■ Directions
Repeat each entry below without omitting a single word.

■ Input data
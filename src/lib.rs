pub mod audit;
pub mod config;
pub mod db;
pub mod dto;
pub mod entity;
pub mod error;
pub mod middleware;
pub mod models;
pub mod response;
pub mod routes;
pub mod services;
pub mod settlement;
pub mod shipping;
pub mod state;
pub mod token;
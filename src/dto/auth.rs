use serde::{Deserialize, Serialize};
use utoipa::ToSchema;

#[derive(Debug, Serialize, Deserialize)]
pub struct Claims {
    pub sub: String,
    pub role: String,
    pub exp: usize,
}

#[derive(Debug, Deserialize, ToSchema)]
pub struct LoginRequest {
    pub email: String,
    pub password: String,
}

#[derive(Debug, Serialize, ToSchema)]
pub struct LoginResponse {
    pub token: String,
}
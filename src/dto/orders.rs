use serde::{Deserialize, Serialize};
use utoipa::ToSchema;
use uuid::Uuid;

use crate::models::{Order, OrderLine, Receipt, SummaryRow};

/// One raw {product, qty} entry as submitted. The aggregator normalizes
/// these: non-positive qty entries are dropped, duplicates are summed.
#[derive(Debug, Clone, Deserialize, ToSchema)]
pub struct LineInput {
    pub product_id: Uuid,
    pub qty: i32,
}

#[derive(Debug, Clone, Deserialize, ToSchema)]
pub struct BuyerInfo {
    pub nickname: String,
    /// Accepts both the customer and the admin shipping vocabulary.
    pub shipping: String,
    pub phone: Option<String>,
    pub postal_code: Option<String>,
    pub address1: Option<String>,
    pub address2: Option<String>,
}

#[derive(Debug, Deserialize, ToSchema)]
pub struct CreateOrderRequest {
    pub session_id: Uuid,
    #[serde(flatten)]
    pub buyer: BuyerInfo,
    pub lines: Vec<LineInput>,
}

#[derive(Debug, Deserialize, ToSchema)]
pub struct UpdateOrderRequest {
    #[serde(flatten)]
    pub buyer: BuyerInfo,
    pub lines: Vec<LineInput>,
}

#[derive(Debug, Serialize, ToSchema)]
pub struct OrderWithLines {
    pub order: Order,
    pub lines: Vec<OrderLine>,
}

#[derive(Debug, Serialize, ToSchema)]
pub struct OrderList {
    pub items: Vec<Order>,
}

/// Receipt plus the session's free-text notice, as one document.
#[derive(Debug, Serialize, ToSchema)]
pub struct ReceiptView {
    pub receipt: Receipt,
    pub notice: String,
}

#[derive(Debug, Serialize, ToSchema)]
pub struct SummaryList {
    pub rows: Vec<SummaryRow>,
}
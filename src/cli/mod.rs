//! Command-line interface

pub mod commands;
pub mod output;

use clap::{Parser, Subcommand};
use commands::{HistoryCommand, RunCommand, SchemaCommand, ValidateCommand};
use std::ffi::OsString;
use std::path::PathBuf;

/// Bootstrap a Wowza Streaming Engine instance from a declarative action pipeline
#[derive(Debug, Parser, Clone)]
#[command(name = "wowza-bootstrap")]
#[command(version)]
#[command(about = "Run declarative action pipelines that bootstrap a Wowza Streaming Engine instance", long_about = None)]
pub struct Cli {
    #[command(subcommand)]
    pub command: Command,

    /// Enable verbose logging
    #[arg(short, long, global = true)]
    pub verbose: bool,

    /// Path to the bootstrap configuration file
    #[arg(short, long, global = true)]
    pub config: Option<PathBuf>,
}

/// Available commands
#[derive(Debug, Subcommand, Clone)]
pub enum Command {
    /// Run a pipeline to completion
    Run(RunCommand),

    /// Decode a pipeline and check its parameters without running it
    Validate(ValidateCommand),

    /// Show the parameter fields of every action
    Schema(SchemaCommand),

    /// Show run history
    History(HistoryCommand),
}

impl Cli {
    /// Parse CLI arguments from environment
    pub fn from_args() -> Self {
        Self::parse()
    }

    /// Parse CLI arguments from a slice
    pub fn try_parse_from<I, T>(itr: I) -> Result<Self, clap::Error>
    where
        I: IntoIterator<Item = T>,
        T: Into<OsString> + Clone,
    {
        <Self as Parser>::try_parse_from(itr)
    }
}
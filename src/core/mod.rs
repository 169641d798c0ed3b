//! Core domain models for the action pipeline
//!
//! This module defines handler types and their registry, action instances,
//! the pipeline context that owns them, and the configuration they share.

pub mod action;
pub mod config;
pub mod context;
pub mod error;
pub mod handler;
pub mod registry;
pub mod schema;
pub mod state;

pub use action::ActionInstance;
pub use config::BootstrapConfig;
pub use context::PipelineContext;
pub use error::{PipelineError, RegistryError, Result};
pub use handler::{ActionHandler, HandlerType, Parameters, BASE_ACTION};
pub use registry::HandlerRegistry;
pub use schema::{FieldCatalog, FieldSchema, FieldSpec, Requirement, SchemaViolation};
pub use state::{ActionOutcome, ExecutorState};
//! Scenario-based tests for wowza-bootstrap

mod builtin_pipeline;
mod failure_handling;
mod fault_resume;
mod noop_chain;
mod remote_source;
mod run_history;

■ Solution
filename src/lib.rs
pub mod audit;
pub mod config;
pub mod db;
pub mod dto;
pub mod entity;
pub mod error;
pub mod middleware;
pub mod models;
pub mod response;
pub mod routes;
pub mod services;
pub mod settlement;
pub mod shipping;
pub mod state;
pub mod token;
filename src/dto/auth.rs
use serde::{Deserialize, Serialize};
use utoipa::ToSchema;

#[derive(Debug, Serialize, Deserialize)]
pub struct Claims {
    pub sub: String,
    pub role: String,
    pub exp: usize,
}

#[derive(Debug, Deserialize, ToSchema)]
pub struct LoginRequest {
    pub email: String,
    pub password: String,
}

#[derive(Debug, Serialize, ToSchema)]
pub struct LoginResponse {
    pub token: String,
}
filename src/dto/orders.rs
use serde::{Deserialize, Serialize};
use utoipa::ToSchema;
use uuid::Uuid;

use crate::models::{Order, OrderLine, Receipt, SummaryRow};

/// One raw {product, qty} entry as submitted. The aggregator normalizes
/// these: non-positive qty entries are dropped, duplicates are summed.
#[derive(Debug, Clone, Deserialize, ToSchema)]
pub struct LineInput {
    pub product_id: Uuid,
    pub qty: i32,
}

#[derive(Debug, Clone, Deserialize, ToSchema)]
pub struct BuyerInfo {
    pub nickname: String,
    /// Accepts both the customer and the admin shipping vocabulary.
    pub shipping: String,
    pub phone: Option<String>,
    pub postal_code: Option<String>,
    pub address1: Option<String>,
    pub address2: Option<String>,
}

#[derive(Debug, Deserialize, ToSchema)]
pub struct CreateOrderRequest {
    pub session_id: Uuid,
    #[serde(flatten)]
    pub buyer: BuyerInfo,
    pub lines: Vec<LineInput>,
}

#[derive(Debug, Deserialize, ToSchema)]
pub struct UpdateOrderRequest {
    #[serde(flatten)]
    pub buyer: BuyerInfo,
    pub lines: Vec<LineInput>,
}

#[derive(Debug, Serialize, ToSchema)]
pub struct OrderWithLines {
    pub order: Order,
    pub lines: Vec<OrderLine>,
}

#[derive(Debug, Serialize, ToSchema)]
pub struct OrderList {
    pub items: Vec<Order>,
}

/// Receipt plus the session's free-text notice, as one document.
#[derive(Debug, Serialize, ToSchema)]
pub struct ReceiptView {
    pub receipt: Receipt,
    pub notice: String,
}

#[derive(Debug, Serialize, ToSchema)]
pub struct SummaryList {
    pub rows: Vec<SummaryRow>,
}
filename src/cli/mod.rs
//! Command-line interface

pub mod commands;
pub mod output;

use clap::{Parser, Subcommand};
use commands::{HistoryCommand, RunCommand, SchemaCommand, ValidateCommand};
use std::ffi::OsString;
use std::path::PathBuf;

/// Bootstrap a Wowza Streaming Engine instance from a declarative action pipeline
#[derive(Debug, Parser, Clone)]
#[command(name = "wowza-bootstrap")]
#[command(version)]
#[command(about = "Run declarative action pipelines that bootstrap a Wowza Streaming Engine instance", long_about = None)]
pub struct Cli {
    #[command(subcommand)]
    pub command: Command,

    /// Enable verbose logging
    #[arg(short, long, global = true)]
    pub verbose: bool,

    /// Path to the bootstrap configuration file
    #[arg(short, long, global = true)]
    pub config: Option<PathBuf>,
}

/// Available commands
#[derive(Debug, Subcommand, Clone)]
pub enum Command {
    /// Run a pipeline to completion
    Run(RunCommand),

    /// Decode a pipeline and check its parameters without running it
    Validate(ValidateCommand),

    /// Show the parameter fields of every action
    Schema(SchemaCommand),

    /// Show run history
    History(HistoryCommand),
}

impl Cli {
    /// Parse CLI arguments from environment
    pub fn from_args() -> Self {
        Self::parse()
    }

    /// Parse CLI arguments from a slice
    pub fn try_parse_from<I, T>(itr: I) -> Result<Self, clap::Error>
    where
        I: IntoIterator<Item = T>,
        T: Into<OsString> + Clone,
    {
        <Self as Parser>::try_parse_from(itr)
    }
}
filename src/core/mod.rs
repository 169641d798c0ed3b
//! Core domain models for the action pipeline
//!
//! This module defines handler types and their registry, action instances,
//! the pipeline context that owns them, and the configuration they share.

pub mod action;
pub mod config;
pub mod context;
pub mod error;
pub mod handler;
pub mod registry;
pub mod schema;
pub mod state;

pub use action::ActionInstance;
pub use config::BootstrapConfig;
pub use context::PipelineContext;
pub use error::{PipelineError, RegistryError, Result};
pub use handler::{ActionHandler, HandlerType, Parameters, BASE_ACTION};
pub use registry::HandlerRegistry;
pub use schema::{FieldCatalog, FieldSchema, FieldSpec, Requirement, SchemaViolation};
pub use state::{ActionOutcome, ExecutorState};
//! Scenario-based tests for wowza-bootstrap

mod builtin_pipeline;
mod failure_handling;
mod fault_resume;
mod noop_chain;
mod remote_source;
mod run_history;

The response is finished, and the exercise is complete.